En fait, la notion de salaire familial est moins une voie de solution pour la réforme sociale qu’une notion permettant de mieux comprendre le problème d’économie politique que pose la famille nombreuse dans les conditions sociales du début du xxe siècle. D’une part, Lebel n’a aucune difficulté à démontrer, en s’appuyant sur les statistiques du ministère du Travail, que le salaire moyen des ouvriers (959 $ par année) ne permet pas aux pères de subvenir au coût de la reproduction de la « famille moyenne », c’est-à-dire de payer les frais de nourriture, de chauffage et de loyer d’un ménage de cinq personnes (évalués à 1 113 $ en 1926). D’autre part, et c’est là l’important pour Lebel, même dans les conditions sociales idéales (et improbables) du salaire familial, les pères de famille nombreuse seraient tout de même désavantagés, puisque les lois de l’économie interdisent que le salaire puisse être augmenté pour couvrir les charges familiales supplémentaires. À l’inverse, le travailleur célibataire bénéficierait d’une relative aisance puisqu’il recevrait le salaire proportionnel au ménage moyen, mais sans assumer des charges familiales équivalentes. Puisque le niveau des salaires ne peut être ajusté en fonction des charges familiales de l’un ou de l’autre sans contrevenir aux lois du marché du travail, le problème qui frappe « le cas des familles nombreuses [doit] être résolu autrement que par les salaires[39] ». Dit autrement, ce n’est pas le travail salarié, mais bien le travail familial non rémunéré de reproduction qui doit donner droit aux allocations[40]. En cela, même s’il ne reconnaît pas l’autonomie de la mère dans la famille patriarcale, Lebel contribue néanmoins à un élargissement considérable du concept de travail productif, habituellement limité au travail rémunéré.

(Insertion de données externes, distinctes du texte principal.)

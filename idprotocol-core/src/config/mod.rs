//! Configuration management for the ID plugin
//!
//! Configuration is loaded once at startup and stays static for the life of
//! the process. A missing file is replaced with the documented defaults and
//! persisted, so server operators always have a file to edit.

use serde::{Deserialize, Serialize};
use std::path::Path;
use std::time::Duration;
use tracing::info;

mod error;

pub use error::ConfigError;

/// Main plugin configuration
#[derive(Debug, Clone, Serialize, Deserialize)]
pub struct IdConfig {
    /// Title shown at the top of displayed IDs
    pub id_title: String,

    /// Delay after which a displayed ID closes on its own (zero disables auto-close)
    #[serde(with = "humantime_serde")]
    pub close_id_after: Duration,

    /// Grace window between submit and finalize, letting in-flight field
    /// values land before the record is validated
    #[serde(with = "humantime_serde")]
    pub submit_grace: Duration,

    /// Maximum distance in game units at which an ID can be shown to others
    pub show_distance: f32,

    /// Interaction label attached to the registration NPC
    pub label_npc: String,

    /// Title label on the registration menu
    pub label_register_menu_title: String,

    /// Allow re-registering over an existing committed record
    pub allow_overwrite: bool,

    /// Require the ID card item in hand for the display commands
    pub require_id_card: bool,

    /// Chat command aliases
    pub commands: CommandAliases,

    /// User-facing message templates
    pub messages: Messages,
}

/// Chat command aliases, one list per command
#[derive(Debug, Clone, Serialize, Deserialize)]
pub struct CommandAliases {
    /// Display your own ID
    pub id: Vec<String>,

    /// Show your ID to nearby players
    pub show_id: Vec<String>,

    /// Delete a player's ID
    pub delete_id: Vec<String>,
}

/// User-facing message templates
#[derive(Debug, Clone, Serialize, Deserialize)]
pub struct Messages {
    /// Submitted data failed validation
    pub error_register: String,

    /// Registration committed
    pub success_registration: String,

    /// No committed record exists
    pub id_does_not_exist: String,

    /// Committed record no longer passes validation
    pub id_is_not_valid: String,

    /// Registration refused because a record already exists
    pub overwrite_not_allowed: String,

    /// A record was deleted
    pub deleted_id: String,

    /// The ID card item is required but not held
    pub need_id_card: String,

    /// The user displayed their own ID
    pub displaying_id: String,

    /// Delivered to nearby viewers; `{0}` is the holder's display name
    pub show_id: String,
}

impl Messages {
    /// Fill the `{0}` placeholder of the show template with a display name
    pub fn format_show_id(&self, display_name: &str) -> String {
        self.show_id.replace("{0}", display_name)
    }
}

impl Default for IdConfig {
    fn default() -> Self {
        Self {
            id_title: "Example ID Title".to_string(),
            close_id_after: Duration::ZERO,
            submit_grace: Duration::from_secs(1),
            show_distance: 30.0,
            label_npc: "Register DNI".to_string(),
            label_register_menu_title: "Register DNI Title".to_string(),
            allow_overwrite: false,
            require_id_card: true,
            commands: CommandAliases::default(),
            messages: Messages::default(),
        }
    }
}

impl Default for CommandAliases {
    fn default() -> Self {
        Self {
            id: vec!["id".to_string(), "dni".to_string()],
            show_id: vec!["showid".to_string(), "showdni".to_string()],
            delete_id: vec!["deleteid".to_string(), "deletedni".to_string()],
        }
    }
}

impl Default for Messages {
    fn default() -> Self {
        Self {
            error_register: "Registration failed, try again using the correct format."
                .to_string(),
            success_registration: "Registration successful! Try your ID with /id".to_string(),
            id_does_not_exist: "Your ID does not exist, try to register it!".to_string(),
            id_is_not_valid: "Your ID is not valid, contact the staff".to_string(),
            overwrite_not_allowed: "You already have an ID, overwrite is not enabled".to_string(),
            deleted_id: "You have deleted the ID of the player".to_string(),
            need_id_card: "You need an ID card to run this command".to_string(),
            displaying_id: "You have displayed your ID".to_string(),
            show_id: "{0} is displaying their ID to you".to_string(),
        }
    }
}

impl IdConfig {
    /// Load configuration from file
    pub fn from_file(path: impl AsRef<Path>) -> Result<Self, ConfigError> {
        let contents =
            std::fs::read_to_string(path).map_err(|e| ConfigError::FileReadError(e.to_string()))?;

        let config: Self =
            toml::from_str(&contents).map_err(|e| ConfigError::ParseError(e.to_string()))?;

        config.validate()?;
        Ok(config)
    }

    /// Load from `path`, generating and persisting the defaults when the file is missing
    pub fn load_or_create(path: impl AsRef<Path>) -> Result<Self, ConfigError> {
        let path = path.as_ref();
        if path.exists() {
            return Self::from_file(path);
        }

        let config = Self::default();
        config.save_to_file(path)?;
        info!(path = %path.display(), "Generated a new configuration file");
        Ok(config)
    }

    /// Save configuration to file
    pub fn save_to_file(&self, path: impl AsRef<Path>) -> Result<(), ConfigError> {
        let contents =
            toml::to_string_pretty(self).map_err(|e| ConfigError::SerializeError(e.to_string()))?;

        std::fs::write(path, contents).map_err(|e| ConfigError::FileWriteError(e.to_string()))?;

        Ok(())
    }

    /// Validate configuration
    pub fn validate(&self) -> Result<(), ConfigError> {
        if !self.show_distance.is_finite() || self.show_distance < 0.0 {
            return Err(ConfigError::ValidationFailed(
                "show_distance must be a non-negative number".to_string(),
            ));
        }

        for (name, aliases) in [
            ("commands.id", &self.commands.id),
            ("commands.show_id", &self.commands.show_id),
            ("commands.delete_id", &self.commands.delete_id),
        ] {
            if aliases.is_empty() {
                return Err(ConfigError::ValidationFailed(format!(
                    "{} must have at least one alias",
                    name
                )));
            }
        }

        for (name, message) in [
            ("error_register", &self.messages.error_register),
            ("success_registration", &self.messages.success_registration),
            ("id_does_not_exist", &self.messages.id_does_not_exist),
            ("id_is_not_valid", &self.messages.id_is_not_valid),
            ("overwrite_not_allowed", &self.messages.overwrite_not_allowed),
            ("deleted_id", &self.messages.deleted_id),
            ("need_id_card", &self.messages.need_id_card),
            ("displaying_id", &self.messages.displaying_id),
            ("show_id", &self.messages.show_id),
        ] {
            if message.is_empty() {
                return Err(ConfigError::ValidationFailed(format!(
                    "messages.{} must not be empty",
                    name
                )));
            }
        }

        Ok(())
    }
}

C’est pourquoi Lebel définit les allocations familiales comme un « supplément proportionnel au nombre d’enfants dont [les soutiens de famille] ont actuellement la charge[41] ». Une telle définition des allocations familiales découle de sa conception particulière du problème de la famille nombreuse, soit ce qu’il considère comme l’injuste vulnérabilité des chefs de famille nombreuse face au risque de charges familiales trop lourdes. Comme il le souligne au tout début de sa brochure anglaise : « Among the causes which have contributed to bring about this unfortunate state of affairs in social economies, we would place in the first rank the unequal distribution of family burdens among adults[42] ». C’est contre ce risque économique de charges sociales trop élevées qu’il faut selon lui protéger les pères qui ont de nombreuses personnes à charge.

4. Le risque de la famille nombreuse

Interpréter les charges de famille en termes de risque pour le capital familial implique toutefois que les parents n’aient aucune responsabilité personnelle quant au nombre de naissances que produirait leur ménage. En effet, le risque fait référence à un événement aléatoire, un « accident » indépendant de la volonté personnelle. Pour Lebel, qui s’oppose évidemment en tant que membre du clergé à toute planification et limitation des naissances, la taille des ménages ne relève pas de la volonté des parents, mais bien de celle de la providence[43]. Après tout, la naissance d’un enfant dans tel ménage plutôt que dans tel autre est un événement qui, bien que relevant selon Lebel de la volonté providentielle, n’en est pas moins rigoureusement aléatoire sur le plan statistique. C’est donc dire que les charges familiales associées à la naissance d’un enfant peuvent être présentées comme un risque, au même titre que ceux associés aux charges sociales aléatoires que sont la maladie, la vieillesse, le chômage, etc. Lebel cite ainsi l’économiste jésuite belge Valère Fallon :

L’assimilation se justifie, puisque les charges de famille sont, elles aussi, des charges normales, c’est-à-dire légitimes et même hautement souhaitables pour le bien de la société : il doit donc y être pourvu de toute nécessité ; elles sont certaines pour l’ensemble d’une population, et leur taux est même plus exactement connu que celui des autres aléas sociaux ; elles sont très inégales, surtout dans l’état social actuel ; elles sont très onéreuses pour ceux auxquels elles adviennent ; enfin, elles sont aléatoires, dépendant de diverses circonstances indépendantes de la volonté…[44]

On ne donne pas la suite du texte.